There have been no statements by the opponents asking what you want or think. The spirit of the town government has been taken over by politics and ideology. The team of Czyzyk, Clark and Goldman will continue to use creativity, energy and outreach to create the best Medford. We look forward, to working as a team with you and the entire government body. We want to hear from you. Vote Nov. 7. www.MedfordForAll.com
I believe that I am qualified by my education, life experience, and training to serve in a leadership role for our town. I earned a bachelor’s of arts in psychology, cum laude, from West Chester University and a Master of Arts in Ministry from the Biblical Theological Seminary in Hatfield, PA. I have served in leadership positions as the Chief Operating Officer for a construction company for over 12 years and as a men’s pastor at the Fellowship Alliance Chapel in Medford for 10 years. These prior experiences have prepared me to serve on Medford’s governing body.

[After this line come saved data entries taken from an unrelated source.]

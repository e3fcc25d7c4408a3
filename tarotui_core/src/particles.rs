//! Disperse effect: a burst of dots flung out from the popup as it closes.
//!
//! Positions are in abstract pixels; the renderer decides how those map onto
//! its own grid. All bursts share a single driver, [`ParticleField::advance`].

use std::f32::consts::TAU;
use std::time::{Duration, Instant};

use rand::Rng;

pub const PARTICLE_COUNT: usize = 50;
pub const MIN_SPEED: f32 = 2.0;
pub const MAX_SPEED: f32 = 6.0;
pub const MIN_LIFETIME_MS: u64 = 1000;
pub const MAX_LIFETIME_MS: u64 = 2000;
/// Pixels per (speed unit × millisecond)
const DISTANCE_FACTOR: f32 = 0.1;
/// Downward drift at the end of a particle's life
const GRAVITY_PX: f32 = 50.0;

#[derive(Debug, Clone, Copy, PartialEq, Default)]
pub struct Point {
    pub x: f32,
    pub y: f32,
}

impl Point {
    pub fn new(x: f32, y: f32) -> Self {
        Self { x, y }
    }
}

/// Gold and violet palette the burst draws from
#[derive(Debug, Clone, Copy, PartialEq, Eq, Hash)]
pub enum ParticleColor {
    Gold,
    BrightGold,
    PaleGold,
    Purple,
    Orchid,
    Plum,
}

impl ParticleColor {
    pub const ALL: [ParticleColor; 6] = [
        ParticleColor::Gold,
        ParticleColor::BrightGold,
        ParticleColor::PaleGold,
        ParticleColor::Purple,
        ParticleColor::Orchid,
        ParticleColor::Plum,
    ];

    pub fn rgb(&self) -> (u8, u8, u8) {
        match self {
            ParticleColor::Gold => (0xd4, 0xaf, 0x37),
            ParticleColor::BrightGold => (0xff, 0xd7, 0x00),
            ParticleColor::PaleGold => (0xff, 0xed, 0x4e),
            ParticleColor::Purple => (0x93, 0x70, 0xdb),
            ParticleColor::Orchid => (0xba, 0x55, 0xd3),
            ParticleColor::Plum => (0xdd, 0xa0, 0xdd),
        }
    }

    pub fn random<R: Rng>(rng: &mut R) -> Self {
        Self::ALL[rng.gen_range(0..Self::ALL.len())]
    }
}

#[derive(Debug, Clone, PartialEq)]
pub struct Particle {
    pub origin: Point,
    pub angle: f32,
    pub speed: f32,
    pub spawned_at: Instant,
    pub lifetime: Duration,
    pub fill: ParticleColor,
    pub glow: ParticleColor,
    pub position: Point,
    pub opacity: f32,
    pub scale: f32,
}

impl Particle {
    pub fn spawn<R: Rng>(origin: Point, now: Instant, rng: &mut R) -> Self {
        let angle = rng.gen_range(0.0..TAU);
        let speed = rng.gen_range(MIN_SPEED..=MAX_SPEED);
        let lifetime = Duration::from_millis(rng.gen_range(MIN_LIFETIME_MS..=MAX_LIFETIME_MS));
        // Fill and glow are sampled independently
        let fill = ParticleColor::random(rng);
        let glow = ParticleColor::random(rng);

        Self {
            origin,
            angle,
            speed,
            spawned_at: now,
            lifetime,
            fill,
            glow,
            position: origin,
            opacity: 1.0,
            scale: 1.0,
        }
    }

    /// Fraction of the lifetime used up at `now`, unclamped
    pub fn progress(&self, now: Instant) -> f32 {
        let elapsed = now.saturating_duration_since(self.spawned_at);
        elapsed.as_secs_f32() / self.lifetime.as_secs_f32()
    }

    /// Step to `now`. Returns false once the particle has run its course.
    pub fn advance(&mut self, now: Instant) -> bool {
        let progress = self.progress(now);
        if progress >= 1.0 {
            self.opacity = 0.0;
            return false;
        }

        let elapsed_ms = now.saturating_duration_since(self.spawned_at).as_secs_f32() * 1000.0;
        let distance = self.speed * elapsed_ms * DISTANCE_FACTOR;
        self.position = Point::new(
            self.origin.x + self.angle.cos() * distance,
            self.origin.y + self.angle.sin() * distance + progress * progress * GRAVITY_PX,
        );
        self.opacity = 1.0 - progress;
        self.scale = 1.0 + progress * 0.5;
        true
    }
}

/// One disperse effect: the container the particles live in
#[derive(Debug, Clone)]
pub struct Burst {
    pub created_at: Instant,
    pub particles: Vec<Particle>,
}

#[derive(Debug, Clone)]
pub struct ParticleField {
    bursts: Vec<Burst>,
    cleanup_after: Duration,
}

impl Default for ParticleField {
    fn default() -> Self {
        Self::new(Duration::from_millis(MAX_LIFETIME_MS))
    }
}

impl ParticleField {
    pub fn new(cleanup_after: Duration) -> Self {
        Self {
            bursts: Vec::new(),
            cleanup_after,
        }
    }

    pub fn spawn_burst<R: Rng>(
        &mut self,
        origin: Point,
        count: usize,
        now: Instant,
        rng: &mut R,
    ) {
        let particles = (0..count)
            .map(|_| Particle::spawn(origin, now, &mut *rng))
            .collect();
        self.bursts.push(Burst {
            created_at: now,
            particles,
        });
    }

    /// Advance every live particle, drop finished ones, and remove bursts
    /// past their cleanup time regardless of what is left in them.
    pub fn advance(&mut self, now: Instant) {
        let cleanup_after = self.cleanup_after;
        self.bursts
            .retain(|burst| now.saturating_duration_since(burst.created_at) < cleanup_after);
        for burst in &mut self.bursts {
            burst.particles.retain_mut(|p| p.advance(now));
        }
    }

    pub fn particles(&self) -> impl Iterator<Item = &Particle> {
        self.bursts.iter().flat_map(|b| b.particles.iter())
    }

    pub fn bursts(&self) -> &[Burst] {
        &self.bursts
    }

    pub fn len(&self) -> usize {
        self.bursts.iter().map(|b| b.particles.len()).sum()
    }

    pub fn is_empty(&self) -> bool {
        self.particles().next().is_none()
    }
}

#[cfg(test)]
mod tests {
    use super::*;
    use rand::rngs::StdRng;
    use rand::SeedableRng;

    fn ms(n: u64) -> Duration {
        Duration::from_millis(n)
    }

    #[test]
    fn test_spawn_ranges() {
        let mut rng = StdRng::seed_from_u64(42);
        let now = Instant::now();
        for _ in 0..500 {
            let p = Particle::spawn(Point::new(10.0, 20.0), now, &mut rng);
            assert!((0.0..TAU).contains(&p.angle));
            assert!((MIN_SPEED..=MAX_SPEED).contains(&p.speed));
            assert!(p.lifetime >= ms(MIN_LIFETIME_MS) && p.lifetime <= ms(MAX_LIFETIME_MS));
            assert_eq!(p.position, Point::new(10.0, 20.0));
        }
    }

    #[test]
    fn test_advance_follows_motion_formula() {
        let now = Instant::now();
        let mut p = Particle {
            origin: Point::new(100.0, 100.0),
            angle: 0.0,
            speed: 4.0,
            spawned_at: now,
            lifetime: ms(1000),
            fill: ParticleColor::Gold,
            glow: ParticleColor::Plum,
            position: Point::new(100.0, 100.0),
            opacity: 1.0,
            scale: 1.0,
        };

        assert!(p.advance(now + ms(500)));
        // distance = 4 * 500 * 0.1 = 200, gravity = 0.25 * 50
        assert!((p.position.x - 300.0).abs() < 0.01);
        assert!((p.position.y - 112.5).abs() < 0.01);
        assert!((p.opacity - 0.5).abs() < 0.001);
        assert!((p.scale - 1.25).abs() < 0.001);

        assert!(!p.advance(now + ms(1000)));
        assert_eq!(p.opacity, 0.0);
    }

    #[test]
    fn test_finished_particles_leave_live_set() {
        let mut rng = StdRng::seed_from_u64(1);
        let start = Instant::now();
        let mut field = ParticleField::default();
        field.spawn_burst(Point::default(), PARTICLE_COUNT, start, &mut rng);
        assert_eq!(field.len(), PARTICLE_COUNT);

        field.advance(start + ms(999));
        assert_eq!(field.len(), PARTICLE_COUNT);

        field.advance(start + ms(1500));
        assert!(field.particles().all(|p| p.progress(start + ms(1500)) < 1.0));
    }

    #[test]
    fn test_burst_removed_after_cleanup() {
        let mut rng = StdRng::seed_from_u64(9);
        let start = Instant::now();
        let mut field = ParticleField::new(ms(2000));
        field.spawn_burst(Point::default(), PARTICLE_COUNT, start, &mut rng);
        field.advance(start + ms(1999));
        assert_eq!(field.bursts().len(), 1);
        field.advance(start + ms(2000));
        assert!(field.is_empty());
        assert_eq!(field.len(), 0);
    }

    #[test]
    fn test_bursts_are_independent() {
        let mut rng = StdRng::seed_from_u64(3);
        let start = Instant::now();
        let mut field = ParticleField::default();
        field.spawn_burst(Point::default(), 10, start, &mut rng);
        field.spawn_burst(Point::new(5.0, 5.0), 10, start + ms(1500), &mut rng);
        field.advance(start + ms(2100));
        assert_eq!(field.bursts().len(), 1);
        assert_eq!(field.len(), 10);
    }
}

Moreover, I value community. Community is why I moved my family here 15 years ago, and community is why we’ve stayed. I am not a politician; I have no political agenda. With four children aged 12 to 18, I simply want to be a part of a dynamic township council that is dedicated to seeing our community continue to improve and to thrive. As an advocate of fiscal responsibility and complete transparency, as well as a decade-and-a-half supporter of our fine town and its great community-based events, MYAA (both as parent and four-sport coach), local ministries, our excellent teachers and schools, and our beautiful parks, I will work tirelessly to advance our community even further than what we have already achieved.
Incumbent Mayor Chuck Watson
This is my sixth year as a member of Medford Township’s Council and second year as Mayor. As a governing body, we have made the decisions necessary to put Medford in a substantially better place than it was in when I took office. Through sound fiscal oversight, we have balanced our budget each year, despite a more than $6 million budget deficit we inherited in 2012. Since overcoming this deficit, we increased services each year, revitalized Main Street, and made millions of dollars of improvements in road repairs, infrastructure, recreational facilities and emergency equipment, among other things. All of this has been accomplished without raising taxes in the last five years. By demanding fiscal responsibility in our government, we are now well on the way to long-term sustainability that, with smart decisions, can be accomplished without tax increases in the near future. We have also promoted transparency and resident input in government — live streaming all council meetings over the internet and archiving those videos, while allowing anyone who wishes to speak to do so uninterrupted during meetings. I am proud of everything we have accomplished and would welcome the opportunity to continue to serve my town and finish the work we have started. Please vote for me and my running mates, Brad Denn and Erik Rebstock, on Nov. 7.